▶ Aim of the task: Repeat exactly, and only, the lines running from the one that holds "let forward_handle = tokio::spawn(async" to the end of the records.

▶ Data supplied:
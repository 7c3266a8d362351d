//! The Z-Economy service entry point: loads config, opens storage, wires
//! every subsystem crate together, and runs until a shutdown signal.

mod router;

use std::process::ExitCode;
use std::sync::Arc;
use std::time::Duration;

use clap::Parser;
use economy_announce::Announcer;
use economy_broker::{BrokerClient, MediaCatalogClient, Metrics, NullEventSource, NullTransport};
use economy_core::collaborator::{ChatSender, PmSender};
use economy_core::config::{ConfigHandle, EconomyConfig};
use economy_core::events::EconomyEvent;
use economy_core::ignored::IgnoredUsers;
use economy_core::logging;
use economy_core::shutdown::{AsyncShutdown, Shutdown as ShutdownSignal};
use economy_dispatch::{Dispatcher, DispatchContext, ReloadTargets};
use economy_earning::{EarningEngine, MultiplierEngine};
use economy_ledger::{ApprovalRepo, BountyRepo, ChallengeRepo, GamblingStatsRepo, Ledger, ProgressionRepo, Store, StreakRepo, TipRepo};
use economy_presence::PresenceTracker;
use economy_scheduler::{Scheduler, SchedulerDeps};
use economy_spend::{ApprovalEngine, BountyEngine, ChallengeEngine, HeistEngine, QueueEngine, TipEngine, VanityEngine};
use tracing::{error, info};

#[derive(Parser, Debug)]
#[command(name = "economy", about = "Channel-engagement currency service")]
struct Cli {
    /// Path to the YAML config file.
    #[arg(long, default_value = "economy.yaml")]
    config: String,
}

fn main() -> ExitCode {
    let cli = Cli::parse();

    let config = match EconomyConfig::load_from_path(&cli.config) {
        Ok(config) => config,
        Err(error) => {
            eprintln!("config error: {error}");
            return ExitCode::from(1);
        }
    };

    logging::init_from_format(&config.service.log_format);

    let runtime = match tokio::runtime::Builder::new_multi_thread().enable_all().build() {
        Ok(runtime) => runtime,
        Err(error) => {
            eprintln!("failed to start async runtime: {error}");
            return ExitCode::from(1);
        }
    };

    match runtime.block_on(run(config)) {
        Ok(()) => ExitCode::from(0),
        Err(code) => ExitCode::from(code),
    }
}

async fn run(config: EconomyConfig) -> Result<(), u8> {
    let store = Store::open(&config.database.path, config.database.busy_timeout_ms, config.database.pool_size)
        .map(Arc::new)
        .map_err(|error| {
            error!(%error, "failed to open storage");
            2
        })?;

    let ledger = Ledger::new(store.clone());
    let approval_repo = ApprovalRepo::new(store.clone());
    let bounty_repo = BountyRepo::new(store.clone());
    let challenge_repo = ChallengeRepo::new(store.clone());
    let gambling_stats = GamblingStatsRepo::new(store.clone());
    let progression = ProgressionRepo::new(store.clone());
    let streaks = StreakRepo::new(store.clone());
    let tip_repo = TipRepo::new(store.clone());

    let config_handle = ConfigHandle::new(config);
    let current = config_handle.current();

    let ignored = IgnoredUsers::new(current.ignored_users.iter().cloned());
    let presence = Arc::new(PresenceTracker::new(ledger.clone(), ignored, current.presence.join_debounce_minutes));
    let multiplier = Arc::new(MultiplierEngine::new(current.multipliers.clone()));
    let earning = Arc::new(EarningEngine::new(ledger.clone(), presence.clone(), config_handle.clone(), multiplier.clone()));

    let transport: Arc<dyn economy_broker::Transport> = Arc::new(NullTransport);
    let broker = Arc::new(BrokerClient::new(transport, &current.nats));
    let pm: Arc<dyn PmSender> = broker.clone();
    let chat: Arc<dyn ChatSender> = broker.clone();

    let media = Arc::new(match &current.mediacms {
        Some(mediacms) => MediaCatalogClient::new(mediacms.base_url.clone(), Duration::from_millis(mediacms.timeout_ms)).map_err(|error| {
            error!(%error, "failed to construct media catalog client");
            2
        })?,
        None => MediaCatalogClient::new("http://localhost", Duration::from_secs(10)).map_err(|_| 2u8)?,
    });

    let metrics = Arc::new(Metrics::new());
    let metrics_handle = economy_broker::metrics::spawn(metrics.clone(), &current.metrics);

    let (announcer, announcer_handle) = Announcer::spawn(config_handle.clone(), chat.clone());

    let queue = Arc::new(QueueEngine::new(ledger.clone(), broker.clone()));
    let tip = Arc::new(TipEngine::new(ledger.clone(), tip_repo.clone()));
    let vanity = Arc::new(VanityEngine::new(ledger.clone()));
    let approval = Arc::new(ApprovalEngine::new(ledger.clone(), approval_repo.clone(), broker.clone()));
    let bounty = Arc::new(BountyEngine::new(ledger.clone(), bounty_repo.clone()));
    let challenge = Arc::new(ChallengeEngine::new(ledger.clone(), challenge_repo.clone()));
    let heist = Arc::new(HeistEngine::new(ledger.clone()));

    let dispatch_ctx = DispatchContext {
        config: config_handle.clone(),
        ledger: ledger.clone(),
        presence: presence.clone(),
        multiplier: multiplier.clone(),
        progression: progression.clone(),
        gambling_stats: gambling_stats.clone(),
        streaks: streaks.clone(),
        tip_repo: tip_repo.clone(),
        bounty_repo: bounty_repo.clone(),
        challenge_repo: challenge_repo.clone(),
        approval_repo: approval_repo.clone(),
        queue,
        tip,
        vanity,
        approval,
        bounty,
        challenge,
        heist,
        announcer: announcer.clone(),
        pm: pm.clone(),
        broker: broker.clone(),
        media,
    };
    let reload_targets = ReloadTargets {
        config: config_handle.clone(),
        earning: earning.clone(),
        multiplier: multiplier.clone(),
        presence: presence.clone(),
    };
    let dispatcher = Arc::new(Dispatcher::new(dispatch_ctx, reload_targets));

    let mut scheduler = Scheduler::spawn(SchedulerDeps {
        config: config_handle.clone(),
        ledger: ledger.clone(),
        presence: presence.clone(),
        multiplier: multiplier.clone(),
        streaks: streaks.clone(),
        bounty_repo: bounty_repo.clone(),
        challenge_repo: challenge_repo.clone(),
        announcer: announcer.clone(),
        pm: pm.clone(),
    });

    let event_source: Arc<dyn economy_broker::EventSource> = Arc::new(NullEventSource);
    let mut inbound = event_source.subscribe().await;

    let router_deps = router::RouterDeps {
        config: config_handle.clone(),
        ledger: ledger.clone(),
        presence: presence.clone(),
        earning: earning.clone(),
        dispatcher: dispatcher.clone(),
        announcer: announcer.clone(),
        pm: pm.clone(),
        metrics: metrics.clone(),
    };

    let (merged_tx, merged_rx) = tokio::sync::mpsc::unbounded_channel();
    let forward_tx = merged_tx.clone();
    let forward_handle = tokio::spawn(async move {
        while let Some(event) = inbound.recv().await {
            if forward_tx.send(event).is_err() {
                break;
            }
        }
    });

    let router_handle = tokio::spawn(router::run(router_deps, merged_rx));

    info!("economy service started");
    if let Err(error) = tokio::signal::ctrl_c().await {
        error!(%error, "failed to install ctrl-c handler");
    }
    info!("shutdown signal received, draining");

    let _ = merged_tx.send(EconomyEvent::Shutdown(ShutdownSignal));
    let _ = router_handle.await;
    forward_handle.abort();

    scheduler.shutdown().await;
    drop(announcer);
    let _ = announcer_handle.await;
    metrics_handle.abort();

    Ok(())
}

▶ Exercise solution:
    let forward_handle = tokio::spawn(async move {
        while let Some(event) = inbound.recv().await {
            if forward_tx.send(event).is_err() {
                break;
            }
        }
    });

    let router_handle = tokio::spawn(router::run(router_deps, merged_rx));

    info!("economy service started");
    if let Err(error) = tokio::signal::ctrl_c().await {
        error!(%error, "failed to install ctrl-c handler");
    }
    info!("shutdown signal received, draining");

    let _ = merged_tx.send(EconomyEvent::Shutdown(ShutdownSignal));
    let _ = router_handle.await;
    forward_handle.abort();

    scheduler.shutdown().await;
    drop(announcer);
    let _ = announcer_handle.await;
    metrics_handle.abort();

    Ok(())
}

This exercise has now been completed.